Modern large language models (LLMs) have inherited the architecture of search engines: their primary goal is to deliver quick, finalized answers. This works well for information retrieval, but in mental health contexts it becomes a risk. Where people need attention and differentiation, AI tends to offer closure and fixation. For conditions such as depersonalization-derealization (DPDR), this can be harmful.
This is where the idea of Conscious AI emerges — an architecture designed not to replace thinking, but to preserve its autonomy.
Research shows that AI-driven automation of thought leads to cognitive offloading (Risko & Gilbert, 2016), reduced decision-making capacity (Nature, 2023), and intellectual passivity (Li et al., 2024).
The core principle of Conscious AI is therefore:
AI should not complete the thought for the human — it should sustain the ability to differentiate.
This principle is formalized in the KᶜA (Kernel of Cognitive Autonomy) — a model that diagnoses where human attention remains alive, and where it risks being absorbed into automation.
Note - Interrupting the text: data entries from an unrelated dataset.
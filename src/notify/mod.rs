use std::time::{Duration, Instant};

use strum::Display;
use uuid::Uuid;

use crate::config::NotificationOptions;

pub const ENTRY_SHARED: &str = "Your thought has been shared successfully!";
pub const ENTRY_FAILED: &str = "Failed to add entry. Please try again.";
pub const SIGNED_OUT: &str = "You have been logged out successfully.";

#[derive(Debug, Clone, Copy, PartialEq, Eq, Display)]
#[strum(serialize_all = "lowercase")]
pub enum ToastKind {
    Success,
    Error,
    Info,
}

impl ToastKind {
    pub fn icon(self) -> char {
        match self {
            ToastKind::Success => '✓',
            ToastKind::Error => '✕',
            ToastKind::Info => 'ℹ',
        }
    }
}

#[derive(Debug, Clone, Copy, PartialEq, Eq, Hash)]
pub struct ToastId(Uuid);

#[derive(Debug, Clone, PartialEq, Eq)]
pub struct Toast {
    pub id: ToastId,
    pub kind: ToastKind,
    pub message: String,
    pub expires_at: Instant,
}

/// Pending notifications, each dismissed automatically once its deadline
/// passes or earlier by an explicit close.
#[derive(Debug, Clone)]
pub struct ToastQueue {
    lifetime: Duration,
    toasts: Vec<Toast>,
}

impl Default for ToastQueue {
    fn default() -> Self {
        Self::new(&NotificationOptions::default())
    }
}

impl ToastQueue {
    pub fn new(options: &NotificationOptions) -> Self {
        Self {
            lifetime: options.dismiss_after(),
            toasts: Vec::new(),
        }
    }

    pub fn push(&mut self, kind: ToastKind, message: impl Into<String>) -> ToastId {
        self.push_at(Instant::now(), kind, message)
    }

    pub fn push_at(&mut self, now: Instant, kind: ToastKind, message: impl Into<String>) -> ToastId {
        let id = ToastId(Uuid::new_v4());
        let message = message.into();
        tracing::debug!(%kind, %message, "toast queued");
        self.toasts.push(Toast {
            id,
            kind,
            message,
            expires_at: now + self.lifetime,
        });
        id
    }

    /// Closes a toast before its timer fires. Returns false if it is already gone.
    pub fn dismiss(&mut self, id: ToastId) -> bool {
        let before = self.toasts.len();
        self.toasts.retain(|toast| toast.id != id);
        self.toasts.len() != before
    }

    /// Removes and returns every toast whose deadline is at or before `now`.
    pub fn expire(&mut self, now: Instant) -> Vec<Toast> {
        let (expired, live): (Vec<_>, Vec<_>) = self
            .toasts
            .drain(..)
            .partition(|toast| toast.expires_at <= now);
        self.toasts = live;
        expired
    }

    pub fn next_deadline(&self) -> Option<Instant> {
        self.toasts.iter().map(|toast| toast.expires_at).min()
    }

    pub fn active(&self) -> &[Toast] {
        &self.toasts
    }

    pub fn is_empty(&self) -> bool {
        self.toasts.is_empty()
    }
}
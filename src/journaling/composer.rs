use thiserror::Error;
use time::OffsetDateTime;

use crate::api::{ApiError, EntryStore};
use crate::canvas::{ImageId, InteractionController, PendingImage, PointerEvent, PointerOutcome};
use crate::config::{AppConfig, CanvasOptions};
use crate::entry::{Draft, EntryId, EntryStyle, ValidationError};
use crate::session::AuthSession;
use crate::wire::{self, EntryUpload};

#[derive(Debug, Error)]
pub enum ComposeError {
    #[error(transparent)]
    Validation(#[from] ValidationError),
    #[error("a submission is already in flight")]
    SubmitInFlight,
    #[error("submitting entry failed: {0}")]
    Store(#[from] ApiError),
    #[error("the editor was reset before the submission finished")]
    Superseded,
}

#[derive(Debug, Clone, PartialEq)]
pub enum SubmitStatus {
    Idle,
    InFlight {
        since: OffsetDateTime,
    },
    Failed {
        message: String,
        retryable: bool,
        occurred_at: OffsetDateTime,
    },
    Submitted {
        entry_id: Option<EntryId>,
        at: OffsetDateTime,
    },
}

/// Proof of an in-flight submission; only the editing generation that
/// issued it may apply its result.
#[must_use = "pass the ticket to `complete_submit` once the request resolves"]
#[derive(Debug)]
pub struct SubmitTicket {
    generation: u64,
}

#[derive(Debug)]
pub enum SubmitEvent {
    Submitted { entry_id: Option<EntryId> },
    Failed(ApiError),
    /// The result belonged to an editing session that no longer exists.
    Discarded,
}

/// One entry-editing session: the draft, its pointer controller and the
/// submit lifecycle.
#[derive(Debug)]
pub struct Composer {
    author: String,
    default_style: EntryStyle,
    canvas_options: CanvasOptions,
    draft: Draft,
    controller: InteractionController,
    generation: u64,
    in_flight: bool,
    status: SubmitStatus,
}

impl Composer {
    pub fn new(config: &AppConfig) -> Self {
        Self::with_defaults(
            config.author.clone(),
            EntryStyle::from_defaults(&config.style),
            config.canvas.clone(),
        )
    }

    pub fn with_defaults(
        author: impl Into<String>,
        default_style: EntryStyle,
        canvas_options: CanvasOptions,
    ) -> Self {
        let author = author.into();
        let draft = Draft::new(author.clone(), default_style.clone(), canvas_options.clone());
        Self {
            controller: InteractionController::new(&canvas_options),
            author,
            default_style,
            canvas_options,
            draft,
            generation: 0,
            in_flight: false,
            status: SubmitStatus::Idle,
        }
    }

    pub fn draft(&self) -> &Draft {
        &self.draft
    }

    pub fn set_title(&mut self, title: impl Into<String>) {
        self.draft.title = title.into();
    }

    pub fn set_text(&mut self, text: impl Into<String>) {
        self.draft.text = text.into();
    }

    pub fn style_mut(&mut self) -> &mut EntryStyle {
        &mut self.draft.style
    }

    pub fn add_image(&mut self, image: PendingImage) -> ImageId {
        self.draft.canvas.add_image(image).id
    }

    pub fn add_images(&mut self, images: impl IntoIterator<Item = PendingImage>) -> Vec<ImageId> {
        self.draft.canvas.add_images(images)
    }

    pub fn remove_image(&mut self, id: ImageId) -> bool {
        self.controller.delete(&mut self.draft.canvas, id)
    }

    pub fn pointer(&mut self, event: PointerEvent) -> PointerOutcome {
        self.controller.handle(&mut self.draft.canvas, event)
    }

    pub fn text_accepts_pointer(&self) -> bool {
        self.draft.canvas.text_accepts_pointer()
    }

    pub fn status(&self) -> &SubmitStatus {
        &self.status
    }

    /// False while a submission is awaiting its response.
    pub fn can_submit(&self) -> bool {
        !self.in_flight
    }

    /// Validates and encodes the draft, then marks it in flight. Nothing is
    /// sent and nothing changes when validation fails.
    pub fn prepare_submit(&mut self) -> Result<(SubmitTicket, EntryUpload), ComposeError> {
        if self.in_flight {
            return Err(ComposeError::SubmitInFlight);
        }
        let upload = wire::encode(&self.draft)?;
        self.in_flight = true;
        self.status = SubmitStatus::InFlight {
            since: OffsetDateTime::now_utc(),
        };
        tracing::debug!(
            generation = self.generation,
            images = upload.images.len(),
            "submission prepared"
        );
        Ok((
            SubmitTicket {
                generation: self.generation,
            },
            upload,
        ))
    }

    pub fn complete_submit(
        &mut self,
        ticket: SubmitTicket,
        result: Result<Option<EntryId>, ApiError>,
    ) -> SubmitEvent {
        if ticket.generation != self.generation {
            tracing::debug!(
                ticket = ticket.generation,
                current = self.generation,
                "discarding result for replaced editor"
            );
            return SubmitEvent::Discarded;
        }
        self.in_flight = false;
        let now = OffsetDateTime::now_utc();
        match result {
            Ok(entry_id) => {
                tracing::info!(entry = ?entry_id, "entry submitted");
                self.draft = self.fresh_draft();
                self.status = SubmitStatus::Submitted {
                    entry_id: entry_id.clone(),
                    at: now,
                };
                SubmitEvent::Submitted { entry_id }
            }
            Err(err) => {
                tracing::warn!(%err, "entry submission failed, draft kept for retry");
                self.status = SubmitStatus::Failed {
                    message: err.to_string(),
                    retryable: err.is_retryable(),
                    occurred_at: now,
                };
                SubmitEvent::Failed(err)
            }
        }
    }

    pub async fn submit(
        &mut self,
        store: &dyn EntryStore,
        session: &AuthSession,
    ) -> Result<Option<EntryId>, ComposeError> {
        let (ticket, upload) = self.prepare_submit()?;
        let result = store.create_entry(session, upload).await;
        match self.complete_submit(ticket, result) {
            SubmitEvent::Submitted { entry_id } => Ok(entry_id),
            SubmitEvent::Failed(err) => Err(ComposeError::Store(err)),
            SubmitEvent::Discarded => Err(ComposeError::Superseded),
        }
    }

    /// Abandons the current draft. Results of submissions issued before the
    /// reset are discarded when they arrive.
    pub fn reset(&mut self) {
        self.generation += 1;
        self.in_flight = false;
        self.status = SubmitStatus::Idle;
        self.draft = self.fresh_draft();
    }

    fn fresh_draft(&self) -> Draft {
        Draft::new(
            self.author.clone(),
            self.default_style.clone(),
            self.canvas_options.clone(),
        )
    }
}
A principle alone is not enough: a methodology is required. Here, FCA (Phase Cognitive Architecture) provides a structural framework that organizes recovery into phases:
O (Orientation): grounding and stabilization
I (Insight): differentiation and awareness
S (Shift): transition into new modes of action
λ (Lambda): consolidation and integration
For DPDR, this is essential: instead of delivering answers, AI helps guide the user through phase dynamics, holding attention within the process rather than in the result.
Building on these ideas, the DPDR Help protocol applies Conscious AI in practice:
Equations and parameters: T₍crit₎ (critical threshold), P₍rec₎ (probability of recovery), I (inertia), R (resilience).
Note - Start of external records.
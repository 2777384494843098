pub mod composer;

pub use composer::{ComposeError, Composer, SubmitEvent, SubmitStatus, SubmitTicket};
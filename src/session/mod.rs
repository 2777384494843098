use std::fmt;
use std::fs::{self, OpenOptions};
use std::io::{self, Write};
use std::path::{Path, PathBuf};

#[cfg(unix)]
use std::os::unix::fs::OpenOptionsExt;

use anyhow::{Context, Result};
use base64::engine::general_purpose::URL_SAFE_NO_PAD;
use base64::Engine as _;
use serde::{Deserialize, Serialize};
use thiserror::Error;
use time::OffsetDateTime;

#[derive(Debug, Clone, PartialEq, Eq, Error)]
pub enum SessionError {
    #[error("session token is empty")]
    EmptyToken,
    #[error("not signed in")]
    SignedOut,
}

/// Credentials of a signed-in user. Created on login, dropped on logout.
#[derive(Clone)]
pub struct AuthSession {
    token: String,
    email: Option<String>,
    started_at: OffsetDateTime,
}

impl AuthSession {
    pub fn new(token: impl Into<String>) -> Result<Self, SessionError> {
        Self::started(token, OffsetDateTime::now_utc())
    }

    fn started(token: impl Into<String>, started_at: OffsetDateTime) -> Result<Self, SessionError> {
        let token = token.into().trim().to_string();
        if token.is_empty() {
            return Err(SessionError::EmptyToken);
        }
        let email = email_from_token(&token);
        Ok(Self {
            token,
            email,
            started_at,
        })
    }

    pub fn token(&self) -> &str {
        &self.token
    }

    pub fn email(&self) -> Option<&str> {
        self.email.as_deref()
    }

    pub fn started_at(&self) -> OffsetDateTime {
        self.started_at
    }
}

impl fmt::Debug for AuthSession {
    fn fmt(&self, f: &mut fmt::Formatter<'_>) -> fmt::Result {
        f.debug_struct("AuthSession")
            .field("token", &"<redacted>")
            .field("email", &self.email)
            .field("started_at", &self.started_at)
            .finish()
    }
}

/// Reads the `email` claim from a JWT payload without verifying it.
fn email_from_token(token: &str) -> Option<String> {
    let mut parts = token.split('.');
    let (_, payload, _) = (parts.next()?, parts.next()?, parts.next()?);
    if parts.next().is_some() {
        return None;
    }
    let decoded = URL_SAFE_NO_PAD.decode(payload.trim_end_matches('=')).ok()?;
    let claims: serde_json::Value = serde_json::from_slice(&decoded).ok()?;
    claims["email"].as_str().map(str::to_string)
}

/// Owner of the current session; passed explicitly to whatever needs auth.
#[derive(Debug, Default)]
pub struct SessionContext {
    current: Option<AuthSession>,
}

impl SessionContext {
    pub fn new() -> Self {
        Self::default()
    }

    pub fn restore(session: Option<AuthSession>) -> Self {
        Self { current: session }
    }

    pub fn login(&mut self, token: impl Into<String>) -> Result<&AuthSession, SessionError> {
        let session = AuthSession::new(token)?;
        tracing::info!(email = session.email().unwrap_or("unknown"), "signed in");
        Ok(self.current.insert(session))
    }

    pub fn logout(&mut self) -> Option<AuthSession> {
        let ended = self.current.take();
        if ended.is_some() {
            tracing::info!("signed out");
        }
        ended
    }

    pub fn current(&self) -> Option<&AuthSession> {
        self.current.as_ref()
    }

    pub fn require(&self) -> Result<&AuthSession, SessionError> {
        self.current.as_ref().ok_or(SessionError::SignedOut)
    }

    pub fn is_signed_in(&self) -> bool {
        self.current.is_some()
    }
}

const SESSION_TMP_EXTENSION: &str = "json.tmp";

#[derive(Serialize, Deserialize)]
struct TokenRecord {
    token: String,
    started_at: i64,
}

/// Persists the session token between CLI invocations.
#[derive(Debug, Clone)]
pub struct TokenStore {
    path: PathBuf,
}

impl TokenStore {
    pub fn new(path: impl Into<PathBuf>) -> Self {
        Self { path: path.into() }
    }

    pub fn path(&self) -> &Path {
        &self.path
    }

    pub fn load(&self) -> Result<Option<AuthSession>> {
        let raw = match fs::read_to_string(&self.path) {
            Ok(raw) => raw,
            Err(err) if err.kind() == io::ErrorKind::NotFound => return Ok(None),
            Err(err) => {
                return Err(err)
                    .with_context(|| format!("reading session file {}", self.path.display()))
            }
        };
        let record: TokenRecord = match serde_json::from_str(&raw) {
            Ok(record) => record,
            Err(err) => {
                tracing::warn!(%err, path = %self.path.display(), "ignoring unreadable session file");
                return Ok(None);
            }
        };
        let started_at = OffsetDateTime::from_unix_timestamp(record.started_at)
            .unwrap_or_else(|_| OffsetDateTime::now_utc());
        match AuthSession::started(record.token, started_at) {
            Ok(session) => Ok(Some(session)),
            Err(err) => {
                tracing::warn!(%err, "ignoring stored session");
                Ok(None)
            }
        }
    }

    pub fn save(&self, session: &AuthSession) -> Result<()> {
        let record = TokenRecord {
            token: session.token.clone(),
            started_at: session.started_at.unix_timestamp(),
        };
        let json = serde_json::to_vec(&record).context("serialising session")?;
        if let Some(parent) = self.path.parent() {
            fs::create_dir_all(parent).with_context(|| format!("creating {}", parent.display()))?;
        }

        let tmp_path = self.path.with_extension(SESSION_TMP_EXTENSION);
        let mut options = OpenOptions::new();
        options.write(true).create(true).truncate(true);
        #[cfg(unix)]
        {
            options.mode(0o600);
        }
        let mut file = options
            .open(&tmp_path)
            .with_context(|| format!("opening temporary session file {}", tmp_path.display()))?;
        file.write_all(&json)
            .with_context(|| format!("writing temporary session file {}", tmp_path.display()))?;
        drop(file);
        fs::rename(&tmp_path, &self.path).with_context(|| {
            format!("atomically persisting session file {}", self.path.display())
        })?;
        Ok(())
    }

    pub fn clear(&self) -> Result<()> {
        match fs::remove_file(&self.path) {
            Ok(()) => Ok(()),
            Err(err) if err.kind() == io::ErrorKind::NotFound => Ok(()),
            Err(err) => {
                Err(err).with_context(|| format!("removing session file {}", self.path.display()))
            }
        }
    }
}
Strategic goals: ↑D (discrimination), ↑R (resilience), ↑K (return coefficient), ↓I (inertia), ↓B (bias).
Navigation model: a GPS-like logic that maintains focus on movement, not closure.
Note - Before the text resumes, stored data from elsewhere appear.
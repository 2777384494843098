use std::fmt;
use std::str::FromStr;

use once_cell::sync::Lazy;
use regex::Regex;
use serde::{Deserialize, Deserializer, Serialize, Serializer};
use strum::{Display, EnumString};
use thiserror::Error;
use time::{Date, OffsetDateTime, UtcOffset};

use crate::canvas::{CanvasState, CanvasView};
use crate::config::fonts::FontRegistry;
use crate::config::{CanvasOptions, StyleDefaults};

/// Title text renders at this multiple of the body font size.
pub const TITLE_SCALE: f32 = 1.5;

static FONT_SIZE_RE: Lazy<Regex> =
    Lazy::new(|| Regex::new(r"^\s*(\d+(?:\.\d+)?)\s*(?:px)?\s*$").expect("valid font size regex"));
static COLOR_RE: Lazy<Regex> =
    Lazy::new(|| Regex::new(r"^#[0-9a-fA-F]{6}$").expect("valid color regex"));

#[derive(Debug, Clone, PartialEq, Eq, Error)]
pub enum StyleError {
    #[error("font family `{0}` is not available")]
    UnknownFamily(String),
    #[error("font size `{0}` is not a pixel size")]
    InvalidSize(String),
    #[error("color `{0}` is not a #rrggbb value")]
    InvalidColor(String),
    #[error("`{value}` is not a valid {field}")]
    InvalidKeyword { field: &'static str, value: String },
}

#[derive(Debug, Clone, PartialEq, Eq, Error)]
pub enum ValidationError {
    #[error("a title is required")]
    MissingTitle,
    #[error("entry text is required")]
    MissingText,
}

#[derive(
    Debug, Clone, Copy, PartialEq, Eq, Default, Display, EnumString, Serialize, Deserialize,
)]
#[strum(serialize_all = "lowercase", ascii_case_insensitive)]
#[serde(rename_all = "lowercase")]
pub enum FontStyle {
    #[default]
    Normal,
    Italic,
}

#[derive(
    Debug, Clone, Copy, PartialEq, Eq, Default, Display, EnumString, Serialize, Deserialize,
)]
#[strum(serialize_all = "lowercase", ascii_case_insensitive)]
#[serde(rename_all = "lowercase")]
pub enum FontWeight {
    #[default]
    Normal,
    Bold,
}

/// Pixel font size; rendered as `"<n>px"`.
#[derive(Debug, Clone, Copy, PartialEq)]
pub struct FontSize(f32);

impl FontSize {
    pub fn px(px: f32) -> Self {
        Self(px)
    }

    pub fn as_px(self) -> f32 {
        self.0
    }

    pub fn scaled(self, factor: f32) -> Self {
        Self(self.0 * factor)
    }
}

impl Default for FontSize {
    fn default() -> Self {
        Self(16.0)
    }
}

impl fmt::Display for FontSize {
    fn fmt(&self, f: &mut fmt::Formatter<'_>) -> fmt::Result {
        write!(f, "{}px", self.0)
    }
}

impl FromStr for FontSize {
    type Err = StyleError;

    fn from_str(raw: &str) -> Result<Self, Self::Err> {
        let px = FONT_SIZE_RE
            .captures(raw)
            .and_then(|caps| caps[1].parse::<f32>().ok())
            .filter(|px| *px > 0.0)
            .ok_or_else(|| StyleError::InvalidSize(raw.to_string()))?;
        Ok(Self(px))
    }
}

#[derive(Debug, Clone, PartialEq, Eq)]
pub struct Color(String);

impl Color {
    pub fn as_str(&self) -> &str {
        &self.0
    }
}

impl Default for Color {
    fn default() -> Self {
        Self("#000000".to_string())
    }
}

impl fmt::Display for Color {
    fn fmt(&self, f: &mut fmt::Formatter<'_>) -> fmt::Result {
        f.write_str(&self.0)
    }
}

impl FromStr for Color {
    type Err = StyleError;

    fn from_str(raw: &str) -> Result<Self, Self::Err> {
        let trimmed = raw.trim();
        if COLOR_RE.is_match(trimmed) {
            Ok(Self(trimmed.to_ascii_lowercase()))
        } else {
            Err(StyleError::InvalidColor(raw.to_string()))
        }
    }
}

/// Typography applied to the whole entry; the title uses the same style at
/// [`TITLE_SCALE`] times the body size.
#[derive(Debug, Clone, PartialEq)]
pub struct EntryStyle {
    pub font_family: String,
    pub font_size: FontSize,
    pub font_style: FontStyle,
    pub font_weight: FontWeight,
    pub color: Color,
}

impl Default for EntryStyle {
    fn default() -> Self {
        Self {
            font_family: "sans-serif".to_string(),
            font_size: FontSize::default(),
            font_style: FontStyle::default(),
            font_weight: FontWeight::default(),
            color: Color::default(),
        }
    }
}

impl EntryStyle {
    /// Builds a style from configured defaults, replacing anything unparsable
    /// with the built-in fallback.
    pub fn from_defaults(defaults: &StyleDefaults) -> Self {
        let fallback = Self::default();
        Self {
            font_family: if defaults.font_family.trim().is_empty() {
                fallback.font_family
            } else {
                defaults.font_family.clone()
            },
            font_size: lenient(&defaults.font_size, "font size", fallback.font_size),
            font_style: lenient(&defaults.font_style, "font style", fallback.font_style),
            font_weight: lenient(&defaults.font_weight, "font weight", fallback.font_weight),
            color: lenient(&defaults.color, "color", fallback.color),
        }
    }

    pub fn title_font_size(&self) -> FontSize {
        self.font_size.scaled(TITLE_SCALE)
    }

    pub fn set_font_family(&mut self, family: &str) -> Result<(), StyleError> {
        if !FontRegistry::default().contains_family(family) {
            return Err(StyleError::UnknownFamily(family.to_string()));
        }
        self.font_family = family.to_string();
        Ok(())
    }

    pub fn set_font_size(&mut self, size: &str) -> Result<(), StyleError> {
        self.font_size = size.parse()?;
        Ok(())
    }

    pub fn set_font_style(&mut self, style: &str) -> Result<(), StyleError> {
        self.font_style = style.parse().map_err(|_| StyleError::InvalidKeyword {
            field: "font style",
            value: style.to_string(),
        })?;
        Ok(())
    }

    pub fn set_font_weight(&mut self, weight: &str) -> Result<(), StyleError> {
        self.font_weight = weight.parse().map_err(|_| StyleError::InvalidKeyword {
            field: "font weight",
            value: weight.to_string(),
        })?;
        Ok(())
    }

    pub fn set_color(&mut self, color: &str) -> Result<(), StyleError> {
        self.color = color.parse()?;
        Ok(())
    }
}

pub(crate) fn lenient<T: FromStr>(raw: &str, field: &str, fallback: T) -> T {
    match raw.parse() {
        Ok(value) => value,
        Err(_) => {
            tracing::warn!(field, value = raw, "unrecognised style value, using fallback");
            fallback
        }
    }
}

/// An entry being composed: text fields, style and the image canvas.
#[derive(Debug, Clone)]
pub struct Draft {
    pub title: String,
    pub text: String,
    pub author: String,
    pub style: EntryStyle,
    pub canvas: CanvasState,
}

impl Draft {
    pub fn new(author: impl Into<String>, style: EntryStyle, canvas: CanvasOptions) -> Self {
        Self {
            title: String::new(),
            text: String::new(),
            author: author.into(),
            style,
            canvas: CanvasState::new(canvas),
        }
    }

    pub fn validate(&self) -> Result<(), ValidationError> {
        if self.title.trim().is_empty() {
            return Err(ValidationError::MissingTitle);
        }
        if self.text.trim().is_empty() {
            return Err(ValidationError::MissingText);
        }
        Ok(())
    }
}

/// Server-assigned entry identifier; the API may send it as a number or a string.
#[derive(Debug, Clone, PartialEq, Eq, Hash)]
pub struct EntryId(String);

impl EntryId {
    pub fn new(id: impl Into<String>) -> Self {
        Self(id.into())
    }

    pub fn as_str(&self) -> &str {
        &self.0
    }
}

impl fmt::Display for EntryId {
    fn fmt(&self, f: &mut fmt::Formatter<'_>) -> fmt::Result {
        f.write_str(&self.0)
    }
}

impl Serialize for EntryId {
    fn serialize<S: Serializer>(&self, serializer: S) -> Result<S::Ok, S::Error> {
        serializer.serialize_str(&self.0)
    }
}

impl<'de> Deserialize<'de> for EntryId {
    fn deserialize<D: Deserializer<'de>>(deserializer: D) -> Result<Self, D::Error> {
        #[derive(Deserialize)]
        #[serde(untagged)]
        enum Raw {
            Int(i64),
            Text(String),
        }
        Ok(match Raw::deserialize(deserializer)? {
            Raw::Int(id) => EntryId(id.to_string()),
            Raw::Text(id) => EntryId(id),
        })
    }
}

/// A stored entry decoded for read-only display.
#[derive(Debug, Clone, PartialEq)]
pub struct EntryView {
    pub id: EntryId,
    pub title: String,
    pub text: String,
    pub author: String,
    pub created_at: Option<OffsetDateTime>,
    pub style: EntryStyle,
    pub canvas: CanvasView,
}

impl EntryView {
    pub fn title_font_size(&self) -> FontSize {
        self.style.title_font_size()
    }

    pub fn created_on(&self, offset: UtcOffset) -> Option<Date> {
        self.created_at.map(|at| at.to_offset(offset).date())
    }
}

#[cfg(test)]
mod tests {
    use super::*;

    #[test]
    fn title_is_one_and_a_half_times_body() {
        let mut style = EntryStyle::default();
        assert_eq!(style.title_font_size().to_string(), "24px");
        style.set_font_size("15px").unwrap();
        assert_eq!(style.title_font_size().to_string(), "22.5px");
    }

    #[test]
    fn font_size_parsing() {
        assert_eq!("18px".parse::<FontSize>().unwrap(), FontSize::px(18.0));
        assert_eq!(" 20 ".parse::<FontSize>().unwrap(), FontSize::px(20.0));
        assert!("1.2em".parse::<FontSize>().is_err());
        assert!("0px".parse::<FontSize>().is_err());
    }

    #[test]
    fn style_setters_validate() {
        let mut style = EntryStyle::default();
        assert_eq!(
            style.set_font_family("Papyrus"),
            Err(StyleError::UnknownFamily("Papyrus".into()))
        );
        style.set_font_family("Georgia").unwrap();
        style.set_font_style("Italic").unwrap();
        style.set_font_weight("bold").unwrap();
        style.set_color("#AA00ff").unwrap();
        assert!(style.set_color("red").is_err());
        assert!(style.set_font_weight("heavy").is_err());

        assert_eq!(style.font_family, "Georgia");
        assert_eq!(style.font_style, FontStyle::Italic);
        assert_eq!(style.font_weight, FontWeight::Bold);
        assert_eq!(style.color.as_str(), "#aa00ff");
    }

    #[test]
    fn defaults_fall_back_when_unparsable() {
        let defaults = StyleDefaults {
            font_family: "".into(),
            font_size: "large".into(),
            font_style: "oblique".into(),
            font_weight: "bold".into(),
            color: "#123456".into(),
        };
        let style = EntryStyle::from_defaults(&defaults);
        assert_eq!(style.font_family, "sans-serif");
        assert_eq!(style.font_size, FontSize::px(16.0));
        assert_eq!(style.font_style, FontStyle::Normal);
        assert_eq!(style.font_weight, FontWeight::Bold);
        assert_eq!(style.color.as_str(), "#123456");
    }

    #[test]
    fn draft_requires_title_and_text() {
        let mut draft = Draft::new("User", EntryStyle::default(), CanvasOptions::default());
        assert_eq!(draft.validate(), Err(ValidationError::MissingTitle));
        draft.title = "  ".into();
        assert_eq!(draft.validate(), Err(ValidationError::MissingTitle));
        draft.title = "Spring".into();
        assert_eq!(draft.validate(), Err(ValidationError::MissingText));
        draft.text = "Cherry blossoms".into();
        assert_eq!(draft.validate(), Ok(()));
    }

    #[test]
    fn entry_id_accepts_numbers_and_strings() {
        let numeric: EntryId = serde_json::from_str("17").unwrap();
        let text: EntryId = serde_json::from_str("\"64f1c0\"").unwrap();
        assert_eq!(numeric.as_str(), "17");
        assert_eq!(text.as_str(), "64f1c0");
    }
}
Error filters: safeguards against thought being “locked” into automatic patterns.
This transforms AI from a “search machine for answers” into a companion of differentiation, capable of supporting real recovery processes.
Conscious AI is not just another “smart chatbot” — it represents a shift in architecture. It is built on three layers:
KᶜA — the kernel of cognitive autonomy (principle: “do not close, but sustain”).
FCA — the phase-based framework that keeps attention in dynamic movement.
DPDR Help — a practical realization combining science, protocol design, and live calibration.
For mental health, this means moving from AI-automation to AI-navigation.